Saturday, June 13, 2009

Nursing Care Plan for Hypertension

. Saturday, June 13, 2009

Hypertension Description is a persistent or intermittent elevation of systolic arterial blood pressure above 140 mm Hg or diastolic pressure above 90 mm Hg. Hypertension is a chronic disease, primary goals in Hypertension Nursing Care Plan is to reduce the blood pressure to less than 140/90.

Hypertension classified:
Primary (essential) accounts for over 90% of cases and is often referred to as idiopathic, since the underlying cause is not known.  Secondary hypertension results from a number of conditions that impair blood pressure regulation, and accounts for only 5% to 8% of all cases of hypertension.  Malignant hypertension, results from either type and can cause blood pressures as high as 240/150 mm Hg

Cause of Hypertension:
Cause of primary Hypertension is not known. However, associated with risk factors such as genetic predisposition, stress, obesity, and a high-sodium diet.
Secondary Hypertension results from disorders that impair blood pressure regulation, particularly renal, endocrine, vascular, and neurological disorders, hypertensive disease of pregnancy (toxemia) and use of estrogen-containing oral contraceptive
Malignant Hypertension is also not known, but it may be associated with dilation of cerebral arteries and generalized arteriolar fibrinoid necrosis, which increases intracerebral blood flow.
Ethnic/Racial African Americans and elderly people are most prone to hypertension and its complications.

Physical Examination Nursing Care Plan for Hypertension
  • Appear symptom-free in early stages, although flushing of the face may be present
  • Fundoscopic examination of the retina may reveal hemorrhage
  • Measure blood pressure in both arms three times 3 to 5 minutes apart. patient is at rest in the sitting, standing, and lying positions. Hypertension should not be diagnosed on the basis of one reading unless it is greater than 210/120 mm Hg.

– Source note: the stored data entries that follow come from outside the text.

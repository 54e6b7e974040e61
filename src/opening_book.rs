//! Precomputed scores of early positions
//!
//! # File format
//! All values are little-endian.
//!
//! | bytes                      | content                                      |
//! |----------------------------|----------------------------------------------|
//! | 1                          | board width                                  |
//! | 1                          | board height                                 |
//! | 1                          | maximum number of moves of stored positions  |
//! | 1                          | partial key size in bytes (1, 2 or 4)        |
//! | 1                          | value size in bytes (always 1)               |
//! | 1                          | base 2 log of the table size                 |
//! | `size * partial key bytes` | partial keys                                 |
//! | `size`                     | values                                       |
//!
//! where `size` is the smallest prime not below `2^log_size`.

use byteorder::{LittleEndian, ReadBytesExt, WriteBytesExt};
use log::info;
use thiserror::Error;

use std::fs::File;
use std::io::{self, BufReader, BufWriter, Read, Write};
use std::path::Path;

use crate::{next_prime, position::Position, HEIGHT, MAX_SCORE, MIN_SCORE, WIDTH};

/// Largest table size accepted when reading a book
pub const MAX_LOG_SIZE: u8 = 32;

#[derive(Error, Debug)]
pub enum BookError {
    #[error("opening book is truncated")]
    Truncated,
    #[error("could not access opening book: {0}")]
    Io(#[from] io::Error),
    #[error(
        "opening book is for a {width}x{height} board with {value_bytes} byte values, expected {}x{} with 1 byte values",
        WIDTH,
        HEIGHT
    )]
    HeaderMismatch {
        width: u8,
        height: u8,
        value_bytes: u8,
    },
    #[error("unsupported partial key size of {0} bytes")]
    UnsupportedKeyBytes(u8),
    #[error("unsupported table size of 2^{0} entries")]
    UnsupportedLogSize(u8),
}

// a short read means the file is cut off, not that the disk failed
fn read_error(err: io::Error) -> BookError {
    match err.kind() {
        io::ErrorKind::UnexpectedEof => BookError::Truncated,
        _ => BookError::Io(err),
    }
}

/// Partial keys, stored at the width declared in the book header
#[derive(Clone, Debug, PartialEq, Eq)]
enum PartialKeys {
    Narrow(Vec<u8>),
    Half(Vec<u16>),
    Wide(Vec<u32>),
}

impl PartialKeys {
    fn with_size(bytes: u8, size: usize) -> Result<Self, BookError> {
        match bytes {
            1 => Ok(PartialKeys::Narrow(vec![0; size])),
            2 => Ok(PartialKeys::Half(vec![0; size])),
            4 => Ok(PartialKeys::Wide(vec![0; size])),
            _ => Err(BookError::UnsupportedKeyBytes(bytes)),
        }
    }

    fn bytes(&self) -> u8 {
        match self {
            PartialKeys::Narrow(_) => 1,
            PartialKeys::Half(_) => 2,
            PartialKeys::Wide(_) => 4,
        }
    }

    fn truncate(&self, key: u64) -> u64 {
        match self {
            PartialKeys::Narrow(_) => key & 0xff,
            PartialKeys::Half(_) => key & 0xffff,
            PartialKeys::Wide(_) => key & 0xffff_ffff,
        }
    }

    fn get(&self, index: usize) -> u64 {
        match self {
            PartialKeys::Narrow(keys) => keys[index] as u64,
            PartialKeys::Half(keys) => keys[index] as u64,
            PartialKeys::Wide(keys) => keys[index] as u64,
        }
    }

    fn set(&mut self, index: usize, key: u64) {
        match self {
            PartialKeys::Narrow(keys) => keys[index] = key as u8,
            PartialKeys::Half(keys) => keys[index] = key as u16,
            PartialKeys::Wide(keys) => keys[index] = key as u32,
        }
    }

    fn read_from<R: Read>(&mut self, reader: &mut R) -> io::Result<()> {
        match self {
            PartialKeys::Narrow(keys) => reader.read_exact(keys),
            PartialKeys::Half(keys) => reader.read_u16_into::<LittleEndian>(keys),
            PartialKeys::Wide(keys) => reader.read_u32_into::<LittleEndian>(keys),
        }
    }

    fn write_to<W: Write>(&self, writer: &mut W) -> io::Result<()> {
        match self {
            PartialKeys::Narrow(keys) => writer.write_all(keys)?,
            PartialKeys::Half(keys) => {
                for &key in keys.iter() {
                    writer.write_u16::<LittleEndian>(key)?;
                }
            }
            PartialKeys::Wide(keys) => {
                for &key in keys.iter() {
                    writer.write_u32::<LittleEndian>(key)?;
                }
            }
        }
        Ok(())
    }
}

/// A table of exact scores for positions up to a given number of moves
///
/// Positions are addressed by their base 3 key modulo a prime table size,
/// and only the low bytes of the key are stored to check a slot. Values
/// encode a score `s` as `s - MIN_SCORE + 1`, 0 meaning no entry.
#[derive(Clone, Debug, PartialEq, Eq)]
pub struct OpeningBook {
    depth: u8,
    log_size: u8,
    partial_keys: PartialKeys,
    values: Vec<u8>,
}

impl OpeningBook {
    /// Creates an empty book for positions of at most `depth` moves
    pub fn new(depth: u8, partial_key_bytes: u8, log_size: u8) -> Result<Self, BookError> {
        if log_size > MAX_LOG_SIZE {
            return Err(BookError::UnsupportedLogSize(log_size));
        }
        let size = next_prime(1 << log_size) as usize;
        Ok(Self {
            depth,
            log_size,
            partial_keys: PartialKeys::with_size(partial_key_bytes, size)?,
            values: vec![0; size],
        })
    }

    /// Loads a book from a file
    pub fn load<P: AsRef<Path>>(path: P) -> Result<Self, BookError> {
        let mut file = BufReader::new(File::open(path.as_ref())?);
        let book = Self::read_from(&mut file)?;
        info!(
            "loaded opening book {} (depth {}, {} entries)",
            path.as_ref().display(),
            book.depth,
            book.size()
        );
        Ok(book)
    }

    pub fn read_from<R: Read>(reader: &mut R) -> Result<Self, BookError> {
        let mut header = [0; 6];
        reader.read_exact(&mut header).map_err(read_error)?;
        let [width, height, depth, partial_key_bytes, value_bytes, log_size] = header;

        if width as usize != WIDTH || height as usize != HEIGHT || value_bytes != 1 {
            return Err(BookError::HeaderMismatch {
                width,
                height,
                value_bytes,
            });
        }

        let mut book = Self::new(depth, partial_key_bytes, log_size)?;
        book.partial_keys.read_from(reader).map_err(read_error)?;
        reader.read_exact(&mut book.values).map_err(read_error)?;
        Ok(book)
    }

    /// Writes the book to a file
    pub fn save<P: AsRef<Path>>(&self, path: P) -> Result<(), BookError> {
        let mut file = BufWriter::new(File::create(path)?);
        self.write_to(&mut file)?;
        file.flush()?;
        Ok(())
    }

    pub fn write_to<W: Write>(&self, writer: &mut W) -> Result<(), BookError> {
        writer.write_u8(WIDTH as u8)?;
        writer.write_u8(HEIGHT as u8)?;
        writer.write_u8(self.depth)?;
        writer.write_u8(self.partial_keys.bytes())?;
        writer.write_u8(1)?;
        writer.write_u8(self.log_size)?;
        self.partial_keys.write_to(writer)?;
        writer.write_all(&self.values)?;
        Ok(())
    }

    /// Maximum number of moves of the positions in the book
    pub fn depth(&self) -> usize {
        self.depth as usize
    }

    /// Number of slots in the book
    pub fn size(&self) -> usize {
        self.values.len()
    }

    pub fn partial_key_bytes(&self) -> u8 {
        self.partial_keys.bytes()
    }

    fn index(&self, key: u64) -> usize {
        (key % self.values.len() as u64) as usize
    }

    /// Returns the encoded score of a position, or 0 if it is not in the book
    pub fn get(&self, position: &Position) -> u8 {
        if position.num_moves() > self.depth as usize || self.values.is_empty() {
            return 0;
        }
        let key = position.key3();
        let index = self.index(key);
        if self.partial_keys.get(index) == self.partial_keys.truncate(key) {
            self.values[index]
        } else {
            0
        }
    }

    /// Stores the exact score of a position, replacing any entry in its slot
    pub fn insert(&mut self, position: &Position, score: i32) {
        debug_assert!((MIN_SCORE..=MAX_SCORE).contains(&score));
        debug_assert!(position.num_moves() <= self.depth as usize);
        let key = position.key3();
        let index = self.index(key);
        let partial_key = self.partial_keys.truncate(key);
        self.partial_keys.set(index, partial_key);
        self.values[index] = (score - MIN_SCORE + 1) as u8;
    }
}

Diagnostic Highlights Nursing Care Plan for Hypertension
  • Blood urea nitrogen
  • Serum creatinine
  • Total cholesterol
  • Triglycerides
  • Electrocardiogram

Nursing diagnosis Nursing Care Plan for Hypertension

Because Hypertension is chronic disease and a major cause of stroke, cardiac disease, and renal failure, Hypertension nursing diagnosis on nursing care plan for Hypertension many associated with the Knowledge deficit about Diet, Disease process, Health behaviors, Medication, prescribed activity, Treatment regime and lifestyle

Primary Hypertension nursing diagnosis is knowledge deficit related to chronic disease management,
Possible nursing diagnosis which is commonly found in nursing care plan for Hypertension
  • Fatigue
  • Ineffective coping
  • Ineffective tissue perfusion: Cardiopulmonary
  • Noncompliance: Therapeutic regimen
  • Risk for injury

Nursing outcomes Nursing Care Plan for Hypertension, Patients will:
  • Identify appropriate food choices.
  • Express that he has more energy.
  • Demonstrate adaptive coping behaviors.
  • Maintain adequate cardiac output and hemodynamic stability.
  • Comply with his therapy regimen.
  • Remain free from complications

Patient Teaching and Home Healthcare Guide, Nursing Care Plan for Hypertension
  • Teach the patient to use a self-monitoring blood pressure cuff and to record the reading at least twice a week.
  • Tell the patient to take his blood pressure at the same hour each time, with out more than usually activity preceding the measurement.
  • Tell the patient and family to keep a record of drugs used in the past.
  • To encourage compliance with antihypertensive therapy, suggest establishing a daily routine for taking medication. Warn the patient that uncontrolled hypertension may cause stroke and heart attack. Tell him to report any adverse reactions to prescribed drugs. Advise him to avoid high-sodium antacids and over-the-counter cold and sinus medications containing harmful vasoconstrictors.
  • Help the patient examine and modify his lifestyle behavior.
  • Suggest stress-reduction groups, dietary changes, and an exercise program.
  • Encourage a change in dietary habits. Help the obese patient plan a reducing diet.
  • Tell to the patients to avoid high-sodium foods, table salt, and foods high in cholesterol and saturated fat.